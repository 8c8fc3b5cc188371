/// Errors reported by the perceptron's call surface.
///
/// Both kinds are detected synchronously at the point of the call and
/// returned to the caller immediately; the model has no transient failure
/// modes and never retries or recovers internally.
#[derive(Debug, Clone, PartialEq, Eq, thiserror::Error)]
pub enum PerceptronError {
    /// Non-positive `input_size` or `output_size` at construction, or a
    /// malformed dataset handed to the trainer.
    #[error("invalid argument: {0}")]
    InvalidArgument(String),

    /// A `predict` or `train` argument whose length disagrees with the
    /// dimensions the model was constructed with.
    #[error("dimension mismatch for {what}: expected {expected}, got {got}")]
    DimensionMismatch {
        what: &'static str,
        expected: usize,
        got: usize,
    },
}
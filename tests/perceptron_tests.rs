use perceptron_rs::{train_epochs, Perceptron};
use rand::prelude::*;

#[test]
fn single_layer_does_not_solve_xor() {
    let mut rng = StdRng::seed_from_u64(0xfeed);
    let mut model = Perceptron::with_rng(2, 1, 0.1, &mut rng).unwrap();

    let inputs = vec![
        vec![0.0, 0.0],
        vec![0.0, 1.0],
        vec![1.0, 0.0],
        vec![1.0, 1.0],
    ];
    let targets = vec![vec![0.0], vec![1.0], vec![1.0], vec![0.0]];

    train_epochs(&mut model, &inputs, &targets, 10000).unwrap();

    // XOR is not linearly separable: if all four predictions were within
    // 0.3 of their targets, the sign pattern around 0.5 would constitute
    // a linear separation of XOR. At least one must stay far off.
    let worst = inputs
        .iter()
        .zip(targets.iter())
        .map(|(input, target)| {
            let output = model.predict(input).unwrap();
            (output[0] - target[0]).abs()
        })
        .fold(0.0_f64, f64::max);

    assert!(
        worst > 0.3,
        "a single layer should not reach all four XOR targets (worst error {worst})"
    );
}

#[test]
fn delta_rule_learns_logical_or() {
    let mut rng = StdRng::seed_from_u64(11);
    let mut model = Perceptron::with_rng(2, 1, 0.5, &mut rng).unwrap();

    let inputs = vec![
        vec![0.0, 0.0],
        vec![0.0, 1.0],
        vec![1.0, 0.0],
        vec![1.0, 1.0],
    ];
    let targets = vec![vec![0.0], vec![1.0], vec![1.0], vec![1.0]];

    train_epochs(&mut model, &inputs, &targets, 5000).unwrap();

    assert!(model.predict(&[0.0, 0.0]).unwrap()[0] < 0.2);
    assert!(model.predict(&[0.0, 1.0]).unwrap()[0] > 0.8);
    assert!(model.predict(&[1.0, 0.0]).unwrap()[0] > 0.8);
    assert!(model.predict(&[1.0, 1.0]).unwrap()[0] > 0.8);
}

#[test]
fn repeated_training_on_one_example_keeps_moving_the_weights() {
    let mut rng = StdRng::seed_from_u64(5);
    let mut model = Perceptron::with_rng(2, 2, 0.1, &mut rng).unwrap();

    model.train(&[1.0, 0.5], &[1.0, 0.0]).unwrap();
    let after_first = model.weights.clone();
    model.train(&[1.0, 0.5], &[1.0, 0.0]).unwrap();

    assert_ne!(model.weights, after_first);
}

#[test]
fn save_and_load_round_trip_restores_the_model() {
    let mut rng = StdRng::seed_from_u64(99);
    let model = Perceptron::with_rng(3, 2, 0.25, &mut rng).unwrap();

    let path = std::env::temp_dir().join("perceptron_rs_roundtrip.json");
    let path = path.to_str().unwrap();

    model.save_json(path).unwrap();
    let restored = Perceptron::load_json(path).unwrap();
    std::fs::remove_file(path).ok();

    assert_eq!(restored.input_size, model.input_size);
    assert_eq!(restored.output_size, model.output_size);
    assert_eq!(restored.learning_rate, model.learning_rate);
    assert_eq!(restored.weights, model.weights);

    // The restored model predicts identically.
    let input = [0.1, -0.4, 0.9];
    assert_eq!(restored.predict(&input).unwrap(), model.predict(&input).unwrap());
}
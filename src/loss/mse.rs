pub struct MseLoss;

impl MseLoss {
    /// Scalar MSE: mean((predicted - expected)²). Used for progress
    /// reporting only — the delta rule updates from the raw error, so no
    /// loss derivative is involved in training.
    pub fn loss(predicted: &[f64], expected: &[f64]) -> f64 {
        let n = predicted.len() as f64;
        predicted.iter().zip(expected.iter())
            .map(|(a, b)| (a - b).powi(2))
            .sum::<f64>() / n
    }
}

#[cfg(test)]
mod tests {
    use super::*;

    #[test]
    fn loss_is_zero_for_perfect_prediction() {
        assert_eq!(MseLoss::loss(&[0.5, 0.25], &[0.5, 0.25]), 0.0);
    }

    #[test]
    fn loss_averages_squared_errors() {
        // ((1-0)² + (0-1)²) / 2 = 1
        assert_eq!(MseLoss::loss(&[1.0, 0.0], &[0.0, 1.0]), 1.0);
    }
}
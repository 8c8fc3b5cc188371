use std::f64::consts::E;

/// The logistic function `1 / (1 + e^{-x})`, mapping any real number to
/// the open interval (0, 1). This is the only activation the layer uses.
pub fn sigmoid(x: f64) -> f64 {
    1.0 / (1.0 + E.powf(-x))
}
pub mod sigmoid;

pub use sigmoid::sigmoid;
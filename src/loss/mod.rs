pub mod mse;

pub use mse::MseLoss;
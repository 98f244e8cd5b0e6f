//! Card network merchant category codes (MCC).
//!
//! A global lookup table: each code may point at the system category a
//! purchase with that code usually belongs to. Transactions carry the raw
//! code and never require a row here.

use chrono::{DateTime, Utc};
use sea_orm::entity::prelude::*;
use serde::Serialize;
use uuid::Uuid;

/// Four ASCII digits.
pub(crate) fn is_mcc_code(value: &str) -> bool {
    value.len() == 4 && value.chars().all(|c| c.is_ascii_digit())
}

#[derive(Clone, Debug, PartialEq, Eq, Serialize)]
pub struct MerchantCategory {
    pub mcc_code: String,
    pub description: String,
    pub category_range: Option<String>,
    pub suggested_category_id: Option<Uuid>,
    pub created_at: DateTime<Utc>,
}

#[derive(Clone, Debug, PartialEq, DeriveEntityModel)]
#[sea_orm(table_name = "merchant_categories")]
pub struct Model {
    #[sea_orm(primary_key, auto_increment = false)]
    pub mcc_code: String,
    pub description: String,
    pub category_range: Option<String>,
    pub suggested_category_id: Option<Uuid>,
    pub created_at: DateTimeUtc,
}

#[derive(Copy, Clone, Debug, EnumIter, DeriveRelation)]
pub enum Relation {
    #[sea_orm(
        belongs_to = "super::categories::Entity",
        from = "Column::SuggestedCategoryId",
        to = "super::categories::Column::Id",
        on_update = "NoAction",
        on_delete = "SetNull"
    )]
    SuggestedCategory,
}

impl Related<super::categories::Entity> for Entity {
    fn to() -> RelationDef {
        Relation::SuggestedCategory.def()
    }
}

impl ActiveModelBehavior for ActiveModel {}

impl From<Model> for MerchantCategory {
    fn from(model: Model) -> Self {
        Self {
            mcc_code: model.mcc_code,
            description: model.description,
            category_range: model.category_range,
            suggested_category_id: model.suggested_category_id,
            created_at: model.created_at,
        }
    }
}

#[cfg(test)]
mod tests {
    use super::*;

    #[test]
    fn codes_are_four_digits() {
        assert!(is_mcc_code("5411"));
        assert!(is_mcc_code("0742"));
        assert!(!is_mcc_code("541"));
        assert!(!is_mcc_code("54111"));
        assert!(!is_mcc_code("54A1"));
        assert!(!is_mcc_code("５４１１"));
    }
}
use axum::{
    Json, Router,
    extract::{Request, State},
    http::StatusCode,
    middleware::{self, Next},
    response::Response,
    routing::{delete, get, patch, post},
};
use axum_extra::{
    TypedHeader,
    headers::{Authorization, authorization::Basic},
};
use serde_json::{Value, json};

use std::sync::Arc;

use crate::{
    assets, budgets, categories, credit_sources, families, goals, income_streams, invites,
    merchant_categories, tags, transactions, user,
};
use engine::{Engine, EngineError};

#[derive(Clone)]
pub struct ServerState {
    pub engine: Arc<Engine>,
}

/// Resolves the caller from HTTP basic credentials (email, password) and
/// stores the [`engine::User`] in the request extensions.
async fn auth(
    auth_header: Option<TypedHeader<Authorization<Basic>>>,
    State(state): State<ServerState>,
    mut request: Request,
    next: Next,
) -> Result<Response, StatusCode> {
    let Some(TypedHeader(auth_header)) = auth_header else {
        return Err(StatusCode::UNAUTHORIZED);
    };
    if auth_header.username().is_empty() || auth_header.password().is_empty() {
        return Err(StatusCode::UNAUTHORIZED);
    }

    let user = match state
        .engine
        .authenticate(auth_header.username(), auth_header.password())
        .await
    {
        Ok(user) => user,
        Err(EngineError::InvalidCredentials) => return Err(StatusCode::UNAUTHORIZED),
        Err(err) => {
            tracing::error!("authentication failed: {err}");
            return Err(StatusCode::INTERNAL_SERVER_ERROR);
        }
    };

    request.extensions_mut().insert(user);
    Ok(next.run(request).await)
}

async fn health() -> Json<Value> {
    Json(json!({ "status": "ok" }))
}

pub fn router(state: ServerState) -> Router {
    let public = Router::new()
        .route("/health", get(health))
        .route("/auth/register", post(user::register))
        .route("/invites/{token}", get(invites::preview));

    let authenticated = Router::new()
        .route("/me", get(user::me).patch(user::update_me))
        .route("/scope", get(user::scope))
        .route(
            "/me/active-family",
            get(families::active).delete(families::clear_active),
        )
        .route("/me/invites", get(invites::pending))
        .route("/families", get(families::list).post(families::create))
        .route(
            "/families/{id}",
            get(families::detail)
                .patch(families::rename)
                .delete(families::delete),
        )
        .route("/families/{id}/activate", post(families::activate))
        .route("/families/{id}/leave", post(families::leave))
        .route("/families/{id}/import", post(families::import))
        .route("/families/{id}/members", get(families::members))
        .route(
            "/families/{id}/members/{member_id}",
            patch(families::update_member).delete(families::remove_member),
        )
        .route(
            "/families/{id}/invites",
            get(invites::list).post(invites::create),
        )
        .route(
            "/families/{id}/invites/{invite_id}",
            delete(invites::cancel),
        )
        .route("/invites/{token}/accept", post(invites::accept))
        .route("/budgets", get(budgets::list).post(budgets::create))
        .route("/budgets/active", get(budgets::active))
        .route(
            "/budgets/{id}",
            get(budgets::get).patch(budgets::update).delete(budgets::delete),
        )
        .route(
            "/transactions",
            get(transactions::list).post(transactions::create),
        )
        .route("/transactions/stats/summary", get(transactions::summary))
        .route(
            "/transactions/{id}",
            get(transactions::get)
                .patch(transactions::update)
                .delete(transactions::delete),
        )
        .route(
            "/categories",
            get(categories::list).post(categories::create),
        )
        .route(
            "/categories/{id}",
            patch(categories::update).delete(categories::delete),
        )
        .route("/merchant-categories", get(merchant_categories::list))
        .route(
            "/merchant-categories/{mcc_code}",
            get(merchant_categories::get),
        )
        .route("/tags", get(tags::list).post(tags::create))
        .route(
            "/tags/{id}",
            get(tags::get).patch(tags::update).delete(tags::delete),
        )
        .route(
            "/credit-sources",
            get(credit_sources::list).post(credit_sources::create),
        )
        .route(
            "/credit-sources/{id}",
            get(credit_sources::get)
                .patch(credit_sources::update)
                .delete(credit_sources::delete),
        )
        .route("/assets", get(assets::list).post(assets::create))
        .route(
            "/assets/{id}",
            get(assets::get).patch(assets::update).delete(assets::delete),
        )
        .route(
            "/assets/{id}/valuations",
            get(assets::valuations).post(assets::add_valuation),
        )
        .route(
            "/income-streams",
            get(income_streams::list).post(income_streams::create),
        )
        .route(
            "/income-streams/{id}",
            get(income_streams::get)
                .patch(income_streams::update)
                .delete(income_streams::delete),
        )
        .route("/goals", get(goals::list).post(goals::create))
        .route(
            "/goals/{id}",
            get(goals::get).patch(goals::update).delete(goals::delete),
        )
        .route_layer(middleware::from_fn_with_state(state.clone(), auth));

    public.merge(authenticated).with_state(state)
}

pub async fn run(engine: Engine, address: &str) {
    let listener = match tokio::net::TcpListener::bind(address).await {
        Ok(listener) => listener,
        Err(err) => {
            tracing::error!("failed to bind server listener on {address}: {err}");
            return;
        }
    };
    if let Err(err) = run_with_listener(engine, listener).await {
        tracing::error!("server failed: {err}");
    }
}

pub async fn run_with_listener(
    engine: Engine,
    listener: tokio::net::TcpListener,
) -> Result<(), std::io::Error> {
    let addr = listener.local_addr()?;
    tracing::info!("Server listening on {}", addr);

    let state = ServerState {
        engine: Arc::new(engine),
    };

    axum::serve(listener, router(state)).await
}

pub fn spawn_with_listener(
    engine: Engine,
    listener: tokio::net::TcpListener,
) -> Result<std::net::SocketAddr, std::io::Error> {
    let addr = listener.local_addr()?;

    tokio::spawn(async move {
        if let Err(err) = run_with_listener(engine, listener).await {
            tracing::error!("server failed: {err}");
        }
    });

    Ok(addr)
}
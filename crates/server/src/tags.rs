use api_types::tag::{TagNew, TagUpdate};
use axum::{
    Extension, Json,
    extract::{Path, State},
    http::StatusCode,
};
use engine::{Tag, TagPatch, User};
use uuid::Uuid;

use crate::{ServerError, server::ServerState};

pub async fn create(
    Extension(user): Extension<User>,
    State(state): State<ServerState>,
    Json(payload): Json<TagNew>,
) -> Result<(StatusCode, Json<Tag>), ServerError> {
    let new = engine::TagNew {
        name: payload.name,
        family_id: payload.family_id,
        color: payload.color,
    };
    Ok((StatusCode::CREATED, Json(state.engine.create_tag(user.id, new).await?)))
}

pub async fn list(
    Extension(user): Extension<User>,
    State(state): State<ServerState>,
) -> Result<Json<Vec<Tag>>, ServerError> {
    Ok(Json(state.engine.list_tags(user.id).await?))
}

pub async fn get(
    Extension(user): Extension<User>,
    State(state): State<ServerState>,
    Path(tag_id): Path<Uuid>,
) -> Result<Json<Tag>, ServerError> {
    Ok(Json(state.engine.get_tag(user.id, tag_id).await?))
}

pub async fn update(
    Extension(user): Extension<User>,
    State(state): State<ServerState>,
    Path(tag_id): Path<Uuid>,
    Json(payload): Json<TagUpdate>,
) -> Result<Json<Tag>, ServerError> {
    let patch = TagPatch {
        name: payload.name,
        color: payload.color,
    };
    Ok(Json(state.engine.update_tag(user.id, tag_id, patch).await?))
}

pub async fn delete(
    Extension(user): Extension<User>,
    State(state): State<ServerState>,
    Path(tag_id): Path<Uuid>,
) -> Result<StatusCode, ServerError> {
    state.engine.delete_tag(user.id, tag_id).await?;
    Ok(StatusCode::NO_CONTENT)
}
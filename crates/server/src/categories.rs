//! Categories API endpoints.

use api_types::category::{CategoryList, CategoryNew, CategoryUpdate};
use axum::{
    Extension, Json,
    extract::{Path, Query, State},
    http::StatusCode,
};
use engine::{Category, CategoryPatch, User};
use uuid::Uuid;

use crate::{ServerError, parse_nullable, parse_optional, parse_value, server::ServerState};

/// System categories plus the custom ones of the caller's active family.
pub async fn list(
    Extension(user): Extension<User>,
    State(state): State<ServerState>,
    Query(query): Query<CategoryList>,
) -> Result<Json<Vec<Category>>, ServerError> {
    let category_type = parse_optional(query.category_type)?;
    Ok(Json(
        state.engine.list_categories(user.id, category_type).await?,
    ))
}

pub async fn create(
    Extension(user): Extension<User>,
    State(state): State<ServerState>,
    Json(payload): Json<CategoryNew>,
) -> Result<(StatusCode, Json<Category>), ServerError> {
    let new = engine::CategoryNew {
        name: payload.name,
        parent_category_id: payload.parent_category_id,
        category_type: parse_value(&payload.category_type)?,
        budget_classification: parse_optional(payload.budget_classification)?,
        icon: payload.icon,
        color: payload.color,
        display_order: payload.display_order,
    };
    let category = state.engine.create_category(user.id, new).await?;

    Ok((StatusCode::CREATED, Json(category)))
}

pub async fn update(
    Extension(user): Extension<User>,
    State(state): State<ServerState>,
    Path(category_id): Path<Uuid>,
    Json(payload): Json<CategoryUpdate>,
) -> Result<Json<Category>, ServerError> {
    let patch = CategoryPatch {
        name: payload.name,
        budget_classification: parse_nullable(payload.budget_classification)?,
        icon: payload.icon,
        color: payload.color,
        display_order: payload.display_order,
    };
    Ok(Json(
        state
            .engine
            .update_category(user.id, category_id, patch)
            .await?,
    ))
}

pub async fn delete(
    Extension(user): Extension<User>,
    State(state): State<ServerState>,
    Path(category_id): Path<Uuid>,
) -> Result<StatusCode, ServerError> {
    state.engine.delete_category(user.id, category_id).await?;
    Ok(StatusCode::NO_CONTENT)
}
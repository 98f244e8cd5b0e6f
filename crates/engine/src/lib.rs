//! Family finance engine.
//!
//! Records (transactions, budgets, credit sources, assets, income streams,
//! goals, tags) belong to a user and optionally to a family. Every operation
//! resolves the caller's [`Scope`] and runs inside one database transaction.

pub use assets::{Asset, AssetNew, AssetPatch, AssetType, RiskLevel};
pub use asset_valuations::{AssetValuation, AssetValuationNew, ValuationSource};
pub use budget_stats::{BudgetStats, CategorySpend, SpendTotals, compute_budget_stats};
pub use budgets::{Budget, BudgetAllocation, BudgetNew, BudgetPatch, BudgetWithStats};
pub use categories::{BudgetClassification, Category, CategoryNew, CategoryPatch, CategoryType};
pub use credit_sources::{CardNetwork, CreditSource, CreditSourceNew, CreditSourcePatch};
pub use currency::Currency;
pub use error::EngineError;
pub use families::{Family, FamilyDetail, FamilySummary};
pub use family_invites::{FamilyInvite, InvitePreview, InviteStatus};
pub use family_members::{FamilyMember, FamilyRole};
pub use goals::{
    FinancialGoal, FinancialGoalNew, FinancialGoalPatch, GoalPriority, GoalStatus, GoalType,
};
pub use income_streams::{IncomeFrequency, IncomeStream, IncomeStreamNew, IncomeStreamPatch};
pub use merchant_categories::MerchantCategory;
pub use money::Money;
pub use notifier::{InviteNotice, InviteNotifier, LogNotifier, NotifyFuture, WebhookNotifier};
pub use ops::{
    AssetFilter, BudgetFilter, DEFAULT_TRANSACTION_PAGE_SIZE, Engine, EngineBuilder, FamilyCreated,
    GoalFilter, IncomeStreamFilter, TransactionFilter,
};
pub use ownership_migrations::{ImportOptions, ImportReport};
pub use scope::{Scope, resolve_scope};
pub use tags::{Tag, TagNew, TagPatch};
pub use transactions::{
    PaymentMethod, Transaction, TransactionNew, TransactionPatch, TransactionSummary,
    TransactionType,
};
pub use users::User;
pub use util::{DEFAULT_PAGE_SIZE, MAX_PAGE_SIZE, Page, PageRequest};

mod asset_valuations;
mod assets;
mod budget_categories;
mod budget_scope_guards;
mod budget_stats;
mod budgets;
mod categories;
mod credit_sources;
mod currency;
mod error;
mod families;
mod family_invites;
mod family_members;
mod goals;
mod income_streams;
mod merchant_categories;
mod money;
mod notifier;
mod ops;
mod ownership_migrations;
mod scope;
mod tags;
mod transaction_tags;
mod transactions;
mod users;
mod util;

type ResultEngine<T> = Result<T, EngineError>;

------------------------------

* Exercise *
Give back exactly the material above from its opening line to the line bearing "pub enum PerceptronError".

* Finished exercise *
repository 8c8fc3b5cc188371
/// Errors reported by the perceptron's call surface.
///
/// Both kinds are detected synchronously at the point of the call and
/// returned to the caller immediately; the model has no transient failure
/// modes and never retries or recovers internally.
#[derive(Debug, Clone, PartialEq, Eq, thiserror::Error)]
pub enum PerceptronError {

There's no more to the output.